- _MATERIAL TO PROCESS_:
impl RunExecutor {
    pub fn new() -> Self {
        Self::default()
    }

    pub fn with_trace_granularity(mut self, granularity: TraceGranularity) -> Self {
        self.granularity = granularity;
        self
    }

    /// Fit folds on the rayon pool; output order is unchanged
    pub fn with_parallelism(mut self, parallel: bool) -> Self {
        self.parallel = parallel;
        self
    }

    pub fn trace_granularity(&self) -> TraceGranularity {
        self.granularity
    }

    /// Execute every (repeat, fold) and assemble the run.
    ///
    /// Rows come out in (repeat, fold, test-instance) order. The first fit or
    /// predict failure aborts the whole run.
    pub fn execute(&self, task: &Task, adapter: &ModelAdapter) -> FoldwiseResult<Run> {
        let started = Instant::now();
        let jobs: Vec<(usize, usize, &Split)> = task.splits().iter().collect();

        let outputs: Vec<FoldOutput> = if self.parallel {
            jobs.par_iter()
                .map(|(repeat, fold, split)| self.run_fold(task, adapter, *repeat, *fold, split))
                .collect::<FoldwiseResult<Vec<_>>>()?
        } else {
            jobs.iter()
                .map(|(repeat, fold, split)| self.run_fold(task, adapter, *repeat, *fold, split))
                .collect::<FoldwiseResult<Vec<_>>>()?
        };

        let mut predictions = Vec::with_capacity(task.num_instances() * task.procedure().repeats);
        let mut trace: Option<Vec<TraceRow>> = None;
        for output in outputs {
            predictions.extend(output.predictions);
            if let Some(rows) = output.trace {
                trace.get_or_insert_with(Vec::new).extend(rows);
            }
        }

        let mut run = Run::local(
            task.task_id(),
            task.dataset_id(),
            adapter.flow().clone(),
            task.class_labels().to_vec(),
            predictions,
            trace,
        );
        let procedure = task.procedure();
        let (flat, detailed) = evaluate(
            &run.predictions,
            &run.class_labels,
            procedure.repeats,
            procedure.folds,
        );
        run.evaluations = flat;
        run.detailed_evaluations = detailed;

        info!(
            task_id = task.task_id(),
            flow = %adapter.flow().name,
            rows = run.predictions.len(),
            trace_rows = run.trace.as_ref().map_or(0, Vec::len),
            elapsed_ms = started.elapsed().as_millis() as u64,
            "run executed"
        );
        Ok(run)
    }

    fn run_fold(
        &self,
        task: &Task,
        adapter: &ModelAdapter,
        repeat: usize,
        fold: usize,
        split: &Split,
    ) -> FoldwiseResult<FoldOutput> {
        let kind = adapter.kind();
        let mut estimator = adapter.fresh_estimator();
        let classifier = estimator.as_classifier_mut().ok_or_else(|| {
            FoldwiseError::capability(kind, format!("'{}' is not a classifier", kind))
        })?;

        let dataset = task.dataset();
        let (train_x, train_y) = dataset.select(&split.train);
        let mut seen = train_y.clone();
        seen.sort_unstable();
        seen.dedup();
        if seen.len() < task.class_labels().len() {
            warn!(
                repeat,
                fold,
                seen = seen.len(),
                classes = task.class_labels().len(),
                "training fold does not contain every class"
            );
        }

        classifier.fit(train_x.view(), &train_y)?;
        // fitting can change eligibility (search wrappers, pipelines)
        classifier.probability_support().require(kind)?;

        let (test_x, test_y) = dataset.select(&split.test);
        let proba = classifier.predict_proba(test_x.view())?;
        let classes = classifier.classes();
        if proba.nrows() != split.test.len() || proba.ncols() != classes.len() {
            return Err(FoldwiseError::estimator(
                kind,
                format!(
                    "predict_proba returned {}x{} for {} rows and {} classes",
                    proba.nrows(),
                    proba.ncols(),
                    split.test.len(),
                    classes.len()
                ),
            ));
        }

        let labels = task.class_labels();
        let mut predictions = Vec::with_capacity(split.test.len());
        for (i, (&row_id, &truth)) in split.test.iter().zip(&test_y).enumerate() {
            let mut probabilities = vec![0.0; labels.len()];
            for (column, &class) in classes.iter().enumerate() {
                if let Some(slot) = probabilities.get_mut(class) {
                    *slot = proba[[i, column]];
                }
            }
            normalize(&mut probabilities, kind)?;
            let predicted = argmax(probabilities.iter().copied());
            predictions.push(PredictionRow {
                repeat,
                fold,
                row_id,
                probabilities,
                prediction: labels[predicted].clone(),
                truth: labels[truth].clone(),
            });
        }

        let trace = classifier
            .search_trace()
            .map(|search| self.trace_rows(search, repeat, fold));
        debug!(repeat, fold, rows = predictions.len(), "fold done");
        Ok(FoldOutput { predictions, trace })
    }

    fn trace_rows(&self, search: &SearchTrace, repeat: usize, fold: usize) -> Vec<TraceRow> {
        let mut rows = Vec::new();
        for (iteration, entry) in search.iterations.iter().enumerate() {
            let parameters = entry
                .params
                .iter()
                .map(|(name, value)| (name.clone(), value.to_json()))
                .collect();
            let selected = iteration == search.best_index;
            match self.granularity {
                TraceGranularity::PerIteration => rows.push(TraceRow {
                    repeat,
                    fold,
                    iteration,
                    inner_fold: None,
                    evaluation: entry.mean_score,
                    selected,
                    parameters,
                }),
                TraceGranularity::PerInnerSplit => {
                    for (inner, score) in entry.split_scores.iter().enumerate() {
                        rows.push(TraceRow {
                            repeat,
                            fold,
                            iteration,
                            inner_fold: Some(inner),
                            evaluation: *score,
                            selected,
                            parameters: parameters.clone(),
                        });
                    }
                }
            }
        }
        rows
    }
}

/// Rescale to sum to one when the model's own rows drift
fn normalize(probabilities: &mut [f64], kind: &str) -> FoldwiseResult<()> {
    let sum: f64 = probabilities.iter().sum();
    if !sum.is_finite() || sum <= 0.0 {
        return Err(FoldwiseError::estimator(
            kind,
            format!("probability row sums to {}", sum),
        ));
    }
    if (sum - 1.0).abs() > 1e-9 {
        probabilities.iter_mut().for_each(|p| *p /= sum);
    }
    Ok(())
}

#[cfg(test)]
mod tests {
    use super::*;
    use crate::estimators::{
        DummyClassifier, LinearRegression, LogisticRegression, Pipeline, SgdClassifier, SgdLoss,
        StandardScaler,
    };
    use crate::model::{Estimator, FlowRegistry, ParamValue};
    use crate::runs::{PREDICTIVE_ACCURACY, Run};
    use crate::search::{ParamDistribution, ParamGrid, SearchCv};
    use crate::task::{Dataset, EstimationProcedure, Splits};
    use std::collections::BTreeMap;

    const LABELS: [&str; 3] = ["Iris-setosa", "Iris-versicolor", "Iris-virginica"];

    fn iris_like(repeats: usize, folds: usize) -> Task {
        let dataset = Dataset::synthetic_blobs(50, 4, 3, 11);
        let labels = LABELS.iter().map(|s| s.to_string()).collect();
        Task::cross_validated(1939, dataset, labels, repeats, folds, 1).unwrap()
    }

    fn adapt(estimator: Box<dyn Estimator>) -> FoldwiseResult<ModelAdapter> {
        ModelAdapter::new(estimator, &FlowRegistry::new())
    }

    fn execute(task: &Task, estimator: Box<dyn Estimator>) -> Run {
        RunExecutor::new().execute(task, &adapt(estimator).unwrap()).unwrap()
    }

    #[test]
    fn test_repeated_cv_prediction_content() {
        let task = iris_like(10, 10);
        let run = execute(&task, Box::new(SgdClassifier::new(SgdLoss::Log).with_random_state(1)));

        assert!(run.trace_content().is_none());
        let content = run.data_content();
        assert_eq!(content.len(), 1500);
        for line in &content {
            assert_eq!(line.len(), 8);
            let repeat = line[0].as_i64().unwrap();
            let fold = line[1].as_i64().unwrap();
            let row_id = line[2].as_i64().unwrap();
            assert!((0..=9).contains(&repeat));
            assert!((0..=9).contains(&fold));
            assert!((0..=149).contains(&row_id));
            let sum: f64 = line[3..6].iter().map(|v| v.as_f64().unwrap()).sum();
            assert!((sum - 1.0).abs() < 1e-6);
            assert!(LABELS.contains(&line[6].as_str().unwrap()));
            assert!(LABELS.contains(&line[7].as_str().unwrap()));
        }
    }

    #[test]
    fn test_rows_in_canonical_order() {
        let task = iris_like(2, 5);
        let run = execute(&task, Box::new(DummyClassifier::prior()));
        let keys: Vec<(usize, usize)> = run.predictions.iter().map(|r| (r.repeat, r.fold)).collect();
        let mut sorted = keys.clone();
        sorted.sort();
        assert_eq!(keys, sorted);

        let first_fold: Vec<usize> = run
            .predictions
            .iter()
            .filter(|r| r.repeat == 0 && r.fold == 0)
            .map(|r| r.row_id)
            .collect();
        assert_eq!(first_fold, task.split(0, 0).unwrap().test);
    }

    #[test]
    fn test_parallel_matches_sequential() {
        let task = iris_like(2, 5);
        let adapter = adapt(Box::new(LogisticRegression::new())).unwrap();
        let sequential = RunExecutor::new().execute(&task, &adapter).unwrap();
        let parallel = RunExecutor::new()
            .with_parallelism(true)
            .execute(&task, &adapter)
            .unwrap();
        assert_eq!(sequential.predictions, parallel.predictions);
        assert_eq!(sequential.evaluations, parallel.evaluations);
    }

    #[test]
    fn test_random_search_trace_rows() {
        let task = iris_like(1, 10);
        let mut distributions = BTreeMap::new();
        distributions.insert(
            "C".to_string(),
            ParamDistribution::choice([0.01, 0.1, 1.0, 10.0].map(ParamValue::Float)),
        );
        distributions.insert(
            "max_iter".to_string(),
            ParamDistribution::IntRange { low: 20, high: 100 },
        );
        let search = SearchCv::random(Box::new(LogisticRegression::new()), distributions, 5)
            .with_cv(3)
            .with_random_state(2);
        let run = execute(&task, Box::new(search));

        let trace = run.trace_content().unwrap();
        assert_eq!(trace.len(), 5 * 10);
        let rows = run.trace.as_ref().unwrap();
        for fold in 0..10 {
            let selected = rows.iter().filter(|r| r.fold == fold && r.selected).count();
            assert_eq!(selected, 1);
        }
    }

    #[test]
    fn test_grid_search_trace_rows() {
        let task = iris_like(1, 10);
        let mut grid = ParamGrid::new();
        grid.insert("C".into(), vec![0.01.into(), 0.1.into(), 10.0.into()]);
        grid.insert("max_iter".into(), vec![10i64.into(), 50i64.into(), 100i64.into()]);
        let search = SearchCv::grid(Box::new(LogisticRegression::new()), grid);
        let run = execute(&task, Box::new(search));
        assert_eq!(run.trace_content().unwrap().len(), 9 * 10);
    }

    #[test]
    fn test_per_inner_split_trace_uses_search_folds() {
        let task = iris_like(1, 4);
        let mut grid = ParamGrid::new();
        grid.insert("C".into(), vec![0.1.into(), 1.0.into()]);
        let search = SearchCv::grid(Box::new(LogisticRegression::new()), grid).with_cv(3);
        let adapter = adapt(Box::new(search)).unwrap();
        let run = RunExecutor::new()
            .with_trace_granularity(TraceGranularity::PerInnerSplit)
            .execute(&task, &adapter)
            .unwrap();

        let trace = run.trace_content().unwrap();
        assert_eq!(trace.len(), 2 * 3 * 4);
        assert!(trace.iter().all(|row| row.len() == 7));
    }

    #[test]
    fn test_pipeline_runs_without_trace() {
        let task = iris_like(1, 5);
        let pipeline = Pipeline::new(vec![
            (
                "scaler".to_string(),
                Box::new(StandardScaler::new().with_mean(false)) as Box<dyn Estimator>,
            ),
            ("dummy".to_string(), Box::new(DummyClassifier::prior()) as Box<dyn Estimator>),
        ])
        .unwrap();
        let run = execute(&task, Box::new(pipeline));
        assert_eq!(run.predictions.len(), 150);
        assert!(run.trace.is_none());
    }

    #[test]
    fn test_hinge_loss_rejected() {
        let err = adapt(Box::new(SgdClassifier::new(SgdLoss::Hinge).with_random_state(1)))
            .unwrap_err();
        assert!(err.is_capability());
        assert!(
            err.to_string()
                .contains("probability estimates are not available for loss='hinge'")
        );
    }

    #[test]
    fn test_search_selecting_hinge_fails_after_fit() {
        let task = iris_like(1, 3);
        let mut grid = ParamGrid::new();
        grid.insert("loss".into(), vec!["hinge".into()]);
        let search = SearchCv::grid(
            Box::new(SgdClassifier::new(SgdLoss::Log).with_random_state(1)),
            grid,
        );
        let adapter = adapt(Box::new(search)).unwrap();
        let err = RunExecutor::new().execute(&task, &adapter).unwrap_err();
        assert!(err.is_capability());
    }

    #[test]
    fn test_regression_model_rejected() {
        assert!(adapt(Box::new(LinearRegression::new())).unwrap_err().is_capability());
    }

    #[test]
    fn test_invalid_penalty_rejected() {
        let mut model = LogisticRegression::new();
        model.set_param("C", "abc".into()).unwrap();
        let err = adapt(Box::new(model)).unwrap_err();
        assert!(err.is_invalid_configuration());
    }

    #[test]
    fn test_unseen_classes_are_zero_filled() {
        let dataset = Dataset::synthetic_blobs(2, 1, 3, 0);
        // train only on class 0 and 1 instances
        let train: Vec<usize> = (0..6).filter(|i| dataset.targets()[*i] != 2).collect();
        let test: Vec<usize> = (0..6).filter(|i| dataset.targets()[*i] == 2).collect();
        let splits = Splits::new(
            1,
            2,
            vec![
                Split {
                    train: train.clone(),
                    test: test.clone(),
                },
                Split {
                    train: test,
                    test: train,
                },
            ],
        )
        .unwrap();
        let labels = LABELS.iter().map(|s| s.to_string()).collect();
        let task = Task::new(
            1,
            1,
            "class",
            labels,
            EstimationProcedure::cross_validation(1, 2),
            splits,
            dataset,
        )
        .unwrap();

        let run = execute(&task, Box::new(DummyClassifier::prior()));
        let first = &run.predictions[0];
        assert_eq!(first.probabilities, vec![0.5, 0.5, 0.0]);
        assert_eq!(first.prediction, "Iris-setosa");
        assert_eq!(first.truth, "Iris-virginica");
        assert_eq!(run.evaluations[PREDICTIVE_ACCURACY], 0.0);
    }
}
...
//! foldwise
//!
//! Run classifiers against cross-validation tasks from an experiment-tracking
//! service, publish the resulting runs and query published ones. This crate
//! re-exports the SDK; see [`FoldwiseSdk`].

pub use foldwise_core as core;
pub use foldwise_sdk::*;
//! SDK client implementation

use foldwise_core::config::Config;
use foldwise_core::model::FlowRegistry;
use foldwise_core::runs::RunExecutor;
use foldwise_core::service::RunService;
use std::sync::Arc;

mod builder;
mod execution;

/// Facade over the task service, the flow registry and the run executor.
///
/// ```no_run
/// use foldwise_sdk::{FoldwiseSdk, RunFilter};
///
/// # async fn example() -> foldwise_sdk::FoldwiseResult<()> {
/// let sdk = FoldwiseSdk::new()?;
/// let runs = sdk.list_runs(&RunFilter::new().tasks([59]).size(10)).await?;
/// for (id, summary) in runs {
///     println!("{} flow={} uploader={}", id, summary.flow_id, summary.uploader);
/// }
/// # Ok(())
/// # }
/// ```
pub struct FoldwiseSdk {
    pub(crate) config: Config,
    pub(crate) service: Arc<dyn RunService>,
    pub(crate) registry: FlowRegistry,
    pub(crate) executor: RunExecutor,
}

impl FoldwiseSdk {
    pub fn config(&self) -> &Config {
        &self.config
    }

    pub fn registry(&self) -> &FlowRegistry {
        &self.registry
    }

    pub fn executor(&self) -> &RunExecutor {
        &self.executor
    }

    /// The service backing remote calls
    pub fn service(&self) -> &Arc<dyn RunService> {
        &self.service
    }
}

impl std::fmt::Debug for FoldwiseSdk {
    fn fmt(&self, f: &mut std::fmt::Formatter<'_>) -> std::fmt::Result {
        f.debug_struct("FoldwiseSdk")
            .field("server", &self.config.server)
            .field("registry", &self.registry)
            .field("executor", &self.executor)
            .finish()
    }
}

- _PROBLEM TO SOLVE_: Taking the listing above as a whole, count the lines that include the word "repeats" and report the figure only.

- _WRITTEN SOLUTION_: 4